_TO DO:_ Only the lines from the top of the data through the line with "one at https://mozilla.org/MPL/2.0/." should be repeated, each exactly as written.

◆ ◆ ◆ ◆ ◆ ◆ ◆

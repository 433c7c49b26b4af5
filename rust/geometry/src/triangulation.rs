// This Source Code Form is subject to the terms of the Mozilla Public
// License, v. 2.0. If a copy of the MPL was not distributed with this
// file, You can obtain one at https://mozilla.org/MPL/2.0/.

//! Polygon triangulation
//!
//! Faces are planar polygons in 3D. Each is projected onto its own plane
//! (Newell normal) and cut into triangles with earcutr.

use crate::flatten::Face;
use crate::mesh::Mesh;
use crate::{Error, Point2, Point3, Result, Vector3};

/// Check if a polygon is convex (all cross products have same sign)
#[inline]
fn is_convex(points: &[Point2<f64>]) -> bool {
    if points.len() < 3 {
        return false;
    }

    let n = points.len();
    let mut sign = 0i8;

    for i in 0..n {
        let p0 = &points[i];
        let p1 = &points[(i + 1) % n];
        let p2 = &points[(i + 2) % n];

        let cross = (p1.x - p0.x) * (p2.y - p1.y) - (p1.y - p0.y) * (p2.x - p1.x);

        if cross.abs() > 1e-10 {
            let current_sign = if cross > 0.0 { 1i8 } else { -1i8 };
            if sign == 0 {
                sign = current_sign;
            } else if sign != current_sign {
                return false;
            }
        }
    }

    true
}

/// Fan triangulation for convex polygons
#[inline]
fn fan_triangulate(n: usize) -> Vec<usize> {
    let mut indices = Vec::with_capacity((n - 2) * 3);
    for i in 1..n - 1 {
        indices.push(0);
        indices.push(i);
        indices.push(i + 1);
    }
    indices
}

/// Triangulate a simple polygon.
/// Returns triangle indices into the input points
pub fn triangulate_polygon(points: &[Point2<f64>]) -> Result<Vec<usize>> {
    let n = points.len();

    if n < 3 {
        return Err(Error::TriangulationError(
            "Need at least 3 points to triangulate".to_string(),
        ));
    }

    if n == 3 {
        return Ok(vec![0, 1, 2]);
    }

    if n <= 8 && is_convex(points) {
        return Ok(fan_triangulate(n));
    }

    let mut coords = Vec::with_capacity(n * 2);
    for p in points {
        coords.push(p.x);
        coords.push(p.y);
    }

    earcutr::earcut(&coords, &[], 2).map_err(|e| Error::TriangulationError(format!("{:?}", e)))
}

/// Project 3D points onto the plane through the first point with the given normal
pub fn project_to_2d(points_3d: &[Point3<f64>], normal: &Vector3<f64>) -> Vec<Point2<f64>> {
    let Some(origin) = points_3d.first().copied() else {
        return Vec::new();
    };

    // Use the axis least parallel to the normal for a stable basis
    let reference = if normal.x.abs() <= normal.y.abs() && normal.x.abs() <= normal.z.abs() {
        Vector3::x()
    } else if normal.y.abs() <= normal.z.abs() {
        Vector3::y()
    } else {
        Vector3::z()
    };

    let u_axis = normal.cross(&reference).normalize();
    let v_axis = normal.cross(&u_axis).normalize();

    points_3d
        .iter()
        .map(|p| {
            let v = p - origin;
            Point2::new(v.dot(&u_axis), v.dot(&v_axis))
        })
        .collect()
}

/// Unit normal of a polygon by Newell's method, +Z for degenerate input
pub fn calculate_polygon_normal(points: &[Point3<f64>]) -> Vector3<f64> {
    let n = points.len();
    if n < 3 {
        return Vector3::z();
    }

    let mut normal = Vector3::<f64>::zeros();
    for i in 0..n {
        let current = &points[i];
        let next = &points[(i + 1) % n];

        normal.x += (current.y - next.y) * (current.z + next.z);
        normal.y += (current.z - next.z) * (current.x + next.x);
        normal.z += (current.x - next.x) * (current.y + next.y);
    }

    if normal.norm() > 1e-10 {
        normal.normalize()
    } else {
        Vector3::z()
    }
}

/// Triangulate every face of a compacted polygon mesh.
///
/// Each polygon gets its own vertices and its own flat normal. Faces with
/// fewer than three vertices produce no triangles.
pub fn triangulate_faces(vertices: &[Point3<f64>], faces: &[Face]) -> Result<Mesh> {
    let vertex_refs: usize = faces.iter().map(|f| f.len()).sum();
    let mut mesh = Mesh::with_capacity(vertex_refs, vertex_refs.saturating_sub(2 * faces.len()));

    for (face_id, face) in faces.iter().enumerate() {
        if face.len() < 3 {
            continue;
        }

        let points = face
            .iter()
            .map(|&i| {
                vertices
                    .get(i as usize)
                    .copied()
                    .ok_or(Error::VertexIndexOutOfRange {
                        index: i,
                        len: vertices.len(),
                    })
            })
            .collect::<Result<Vec<_>>>()?;

        let normal = calculate_polygon_normal(&points);
        let triangles = triangulate_polygon(&project_to_2d(&points, &normal))?;

        let base = mesh.vertex_count() as u32;
        for p in &points {
            mesh.add_vertex(*p, normal);
        }
        for tri in triangles.chunks_exact(3) {
            mesh.add_triangle(
                base + tri[0] as u32,
                base + tri[1] as u32,
                base + tri[2] as u32,
                face_id as u32,
            );
        }
    }

    Ok(mesh)
}
//! Scriptable native messaging host used by the integration tests.
//!
//! Commands:
//! - `cd <dir>`: change directory and report it
//! - `show_dir`: report the working directory
//! - `args`: echo the launch arguments
//! - `fail <msg>`: answer with an error and no output
//! - `silent`: answer with neither output nor error
//! - `garbage`: send a frame that is not JSON
//! - `quit`: exit with status 0
//! - `exit <code>`: exit with the given status
//! - anything else: answer `ran: <command>`

use std::path::Path;

use console_relay::protocol::native::{self, MAX_OUTBOUND_MESSAGE_SIZE};
use console_relay::OutboundRequest;
use serde_json::{json, Value};
use tokio::io::{self, AsyncWriteExt};

#[tokio::main(flavor = "current_thread")]
async fn main() -> anyhow::Result<()> {
    let mut stdin = io::stdin();
    let mut stdout = io::stdout();

    while let Some(request) =
        native::read_message::<_, OutboundRequest>(&mut stdin, MAX_OUTBOUND_MESSAGE_SIZE).await?
    {
        eprintln!("fake host received {:?}", request.command);

        let command = request.command.trim();
        let (verb, rest) = command.split_once(' ').unwrap_or((command, ""));
        let answer = match verb {
            "quit" => std::process::exit(0),
            "exit" => std::process::exit(rest.parse().unwrap_or(1)),
            "garbage" => {
                stdout.write_all(&3u32.to_ne_bytes()).await?;
                stdout.write_all(b"{x}").await?;
                stdout.flush().await?;
                continue;
            }
            "cd" => match std::env::set_current_dir(Path::new(rest)) {
                Ok(()) => reply("", ""),
                Err(e) => reply("", &format!("cd: {}: {}", rest, e)),
            },
            "show_dir" => reply(&current_dir(), ""),
            "args" => reply(&std::env::args().skip(1).collect::<Vec<_>>().join(" "), ""),
            "fail" => reply("", rest),
            "silent" => json!({}),
            _ => reply(&format!("ran: {}", command), ""),
        };

        native::write_message(&mut stdout, &answer).await?;
    }

    Ok(())
}

fn current_dir() -> String {
    std::env::current_dir()
        .map(|dir| dir.display().to_string())
        .unwrap_or_default()
}

fn reply(output: &str, error: &str) -> Value {
    json!({
        "output": output,
        "error": error,
        "current_dir_for_browser": current_dir(),
        "return_code": if error.is_empty() { 0 } else { 1 },
    })
}
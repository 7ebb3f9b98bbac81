//! Native host channel: transport seam, host launch, connection lifecycle

pub mod host;
pub mod manager;
pub mod transport;

pub use host::{validate_host_name, HostManifest, NativeHostConnector};
pub use manager::{ChannelManager, ConnectionId};
pub use transport::{Connector, Port, PortReader, PortWriter};
//! Transport seam between the channel manager and a native host

use async_trait::async_trait;
use tokio::io::{AsyncRead, AsyncWrite};
use tokio::process::Child;

use crate::error::Result;

pub type PortReader = Box<dyn AsyncRead + Send + Unpin>;
pub type PortWriter = Box<dyn AsyncWrite + Send + Unpin>;

/// An opened bidirectional channel to a native host.
///
/// `process` is set when the host runs as a child process; its exit status
/// decides whether an end of stream counts as a graceful disconnect.
pub struct Port {
    pub reader: PortReader,
    pub writer: PortWriter,
    pub process: Option<Child>,
}

impl Port {
    pub fn new(reader: PortReader, writer: PortWriter) -> Self {
        Self {
            reader,
            writer,
            process: None,
        }
    }

    /// Port over an in-memory stream, used for embedding and tests
    pub fn from_stream<S>(stream: S) -> Self
    where
        S: AsyncRead + AsyncWrite + Send + 'static,
    {
        let (reader, writer) = tokio::io::split(stream);
        Self::new(Box::new(reader), Box::new(writer))
    }

    pub fn with_process(mut self, child: Child) -> Self {
        self.process = Some(child);
        self
    }
}

/// Opens ports to native hosts by registered name
#[cfg_attr(test, mockall::automock)]
#[async_trait]
pub trait Connector: Send + Sync {
    async fn connect(&self, host_name: &str) -> Result<Port>;
}

/// Connector handing out in-memory ports; the host ends go to the test
#[cfg(test)]
pub(crate) struct DuplexConnector {
    hosts: tokio::sync::mpsc::UnboundedSender<tokio::io::DuplexStream>,
}

#[cfg(test)]
impl DuplexConnector {
    pub(crate) fn new() -> (Self, tokio::sync::mpsc::UnboundedReceiver<tokio::io::DuplexStream>) {
        let (hosts, host_rx) = tokio::sync::mpsc::unbounded_channel();
        (Self { hosts }, host_rx)
    }
}

#[cfg(test)]
#[async_trait]
impl Connector for DuplexConnector {
    async fn connect(&self, _host_name: &str) -> Result<Port> {
        let (relay_end, host_end) = tokio::io::duplex(4096);
        self.hosts
            .send(host_end)
            .map_err(|_| crate::error::Error::Transport("test host receiver dropped".to_string()))?;
        Ok(Port::from_stream(relay_end))
    }
}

◆ ◆ ◆ ◆ ◆ ◆ ◆

_YOUR SOLUTION:_
repository 433c7c49b26b4af5
filename rust/geometry/src/triangulation.rs
// This Source Code Form is subject to the terms of the Mozilla Public
// License, v. 2.0. If a copy of the MPL was not distributed with this
// file, You can obtain one at https://mozilla.org/MPL/2.0/.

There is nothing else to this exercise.